╭─ Dataset excerpts

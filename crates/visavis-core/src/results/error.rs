use crate::core::io::tables::TableError;
use crate::core::models::cell::CellId;
use crate::core::models::timepoint::{Timepoint, TimepointError};
use std::path::PathBuf;
use thiserror::Error;

/// Contract violations between the simulator's output and what the store expects.
#[derive(Debug, Error)]
pub enum ResultError {
    #[error("Simulation directory does not exist: {}", path.display())]
    MissingDirectory { path: PathBuf },

    #[error("No neighbor relation file found at {}", path.display())]
    MissingNeighbors { path: PathBuf },

    #[error("No per-timepoint state files (t_<n>h.csv / t_<n>m.csv) in {}", path.display())]
    NoStateFiles { path: PathBuf },

    #[error("Cannot decode timepoint of '{file}': {source}")]
    MalformedTimepoint {
        file: String,
        source: TimepointError,
    },

    #[error(transparent)]
    Table(#[from] TableError),

    #[error("Cell {id} appears more than once at {timepoint}")]
    DuplicateRecord { id: CellId, timepoint: Timepoint },

    #[error("Unknown column: '{0}'")]
    MissingColumn(String),

    #[error("No image found for {timepoint} in {}", directory.display())]
    MissingImage {
        timepoint: Timepoint,
        directory: PathBuf,
    },

    #[error("I/O error at '{}': {source}", path.display())]
    Io {
        path: PathBuf,
        source: std::io::Error,
    },
}
use std::path::PathBuf;
use std::time::Duration;
use thiserror::Error;

#[derive(Debug, Error, PartialEq, Eq, Clone)]
pub enum ConfigError {
    #[error("Annotating images requires image generation to be enabled")]
    AnnotateWithoutImages,

    #[error("Invalid workspace name: '{0}'")]
    InvalidName(String),

    #[error("Timeout must be greater than zero")]
    ZeroTimeout,
}

/// How a single simulation run is driven and what happens to its workspace.
#[derive(Debug, Clone, PartialEq, Eq)]
pub struct RunOptions {
    /// Ask the simulator to write one image per output timepoint.
    pub images: bool,
    /// Hand every image to the annotation collaborator after a successful run.
    pub annotate: bool,
    /// Remove the workspace once the run is over, whatever its outcome.
    pub clean_up: bool,
    /// Directory under which the workspace is created.
    pub root: PathBuf,
    /// Workspace directory name; generated when absent.
    pub name: Option<String>,
    /// Report run milestones through the progress reporter.
    pub verbose: bool,
    /// Upper bound on the simulator's wall-clock time.
    pub timeout: Option<Duration>,
}

impl Default for RunOptions {
    fn default() -> Self {
        Self {
            images: false,
            annotate: false,
            clean_up: true,
            root: PathBuf::from("."),
            name: None,
            verbose: true,
            timeout: None,
        }
    }
}

impl RunOptions {
    pub fn builder() -> RunOptionsBuilder {
        RunOptionsBuilder::new()
    }

    pub fn validate(&self) -> Result<(), ConfigError> {
        if self.annotate && !self.images {
            return Err(ConfigError::AnnotateWithoutImages);
        }
        if let Some(name) = &self.name {
            let is_plain = !name.is_empty()
                && name != "."
                && name != ".."
                && !name.contains(['/', '\\']);
            if !is_plain {
                return Err(ConfigError::InvalidName(name.clone()));
            }
        }
        if self.timeout == Some(Duration::ZERO) {
            return Err(ConfigError::ZeroTimeout);
        }
        Ok(())
    }
}

#[derive(Default)]
pub struct RunOptionsBuilder {
    images: Option<bool>,
    annotate: Option<bool>,
    clean_up: Option<bool>,
    root: Option<PathBuf>,
    name: Option<String>,
    verbose: Option<bool>,
    timeout: Option<Duration>,
}

impl RunOptionsBuilder {
    pub fn new() -> Self {
        Self::default()
    }

    pub fn images(mut self, images: bool) -> Self {
        self.images = Some(images);
        self
    }
    pub fn annotate(mut self, annotate: bool) -> Self {
        self.annotate = Some(annotate);
        self
    }
    pub fn clean_up(mut self, clean_up: bool) -> Self {
        self.clean_up = Some(clean_up);
        self
    }
    pub fn root(mut self, root: impl Into<PathBuf>) -> Self {
        self.root = Some(root.into());
        self
    }
    pub fn name(mut self, name: impl Into<String>) -> Self {
        self.name = Some(name.into());
        self
    }
    pub fn verbose(mut self, verbose: bool) -> Self {
        self.verbose = Some(verbose);
        self
    }
    pub fn timeout(mut self, timeout: Duration) -> Self {
        self.timeout = Some(timeout);
        self
    }

    pub fn build(self) -> Result<RunOptions, ConfigError> {
        let defaults = RunOptions::default();
        let options = RunOptions {
            images: self.images.unwrap_or(defaults.images),
            annotate: self.annotate.unwrap_or(defaults.annotate),
            clean_up: self.clean_up.unwrap_or(defaults.clean_up),
            root: self.root.unwrap_or(defaults.root),
            name: self.name.or(defaults.name),
            verbose: self.verbose.unwrap_or(defaults.verbose),
            timeout: self.timeout.or(defaults.timeout),
        };
        options.validate()?;
        Ok(options)
    }
}

#[cfg(test)]
mod tests {
    use super::*;

    #[test]
    fn defaults_clean_up_and_report() {
        let options = RunOptions::builder().build().unwrap();
        assert!(options.clean_up);
        assert!(options.verbose);
        assert!(!options.images);
        assert!(!options.annotate);
        assert_eq!(options.timeout, None);
        assert_eq!(options.root, PathBuf::from("."));
    }

    #[test]
    fn annotate_requires_images() {
        let result = RunOptions::builder().annotate(true).build();
        assert_eq!(result, Err(ConfigError::AnnotateWithoutImages));

        let options = RunOptions::builder()
            .images(true)
            .annotate(true)
            .build()
            .unwrap();
        assert!(options.annotate);
    }

    #[test]
    fn rejects_names_that_escape_the_root() {
        for bad in ["", "..", "a/b", "a\\b"] {
            let result = RunOptions::builder().name(bad).build();
            assert!(matches!(result, Err(ConfigError::InvalidName(_))), "{}", bad);
        }
        assert!(RunOptions::builder().name("sim_custom").build().is_ok());
    }

    #[test]
    fn rejects_zero_timeout() {
        let result = RunOptions::builder().timeout(Duration::ZERO).build();
        assert_eq!(result, Err(ConfigError::ZeroTimeout));
    }
}
use super::config::ConfigError;
use super::workspace::WorkspaceError;
use crate::core::models::parameters::ParametersError;
use crate::results::error::ResultError;
use crate::workflows::annotate::AnnotationError;
use std::path::PathBuf;
use std::time::Duration;
use thiserror::Error;

#[derive(Debug, Error)]
pub enum EngineError {
    #[error("Invalid run options: {0}")]
    Config(#[from] ConfigError),

    #[error("Invalid parameters: {0}")]
    Parameters(#[from] ParametersError),

    #[error("Simulator executable not found: {}", path.display())]
    ExecutableNotFound { path: PathBuf },

    #[error("Protocol file not found: {}", path.display())]
    ProtocolNotFound { path: PathBuf },

    #[error(transparent)]
    Workspace(#[from] WorkspaceError),

    #[error("Failed to launch simulator {}: {source}", executable.display())]
    Spawn {
        executable: PathBuf,
        source: std::io::Error,
    },

    #[error("Failed while waiting for the simulator: {0}")]
    Wait(std::io::Error),

    #[error("Simulator did not finish within {limit:?}")]
    TimedOut { limit: Duration },

    #[error("Simulation output is inconsistent: {0}")]
    Results(#[from] ResultError),

    #[error("Annotation failed: {0}")]
    Annotation(#[from] AnnotationError),
}

impl EngineError {
    /// True for failures detected before any side effect of the run.
    pub fn is_precondition(&self) -> bool {
        matches!(
            self,
            EngineError::Config(_)
                | EngineError::Parameters(_)
                | EngineError::ExecutableNotFound { .. }
                | EngineError::ProtocolNotFound { .. }
        )
    }
}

╰─

### Action item
Lines from the top of the data above through the line with "directory does not", both ends included: copy them exactly, nothing more.

### Answer below
filename crates/visavis-core/src/results/error.rs
use crate::core::io::tables::TableError;
use crate::core::models::cell::CellId;
use crate::core::models::timepoint::{Timepoint, TimepointError};
use std::path::PathBuf;
use thiserror::Error;

/// Contract violations between the simulator's output and what the store expects.
#[derive(Debug, Error)]
pub enum ResultError {
    #[error("Simulation directory does not exist: {}", path.display())]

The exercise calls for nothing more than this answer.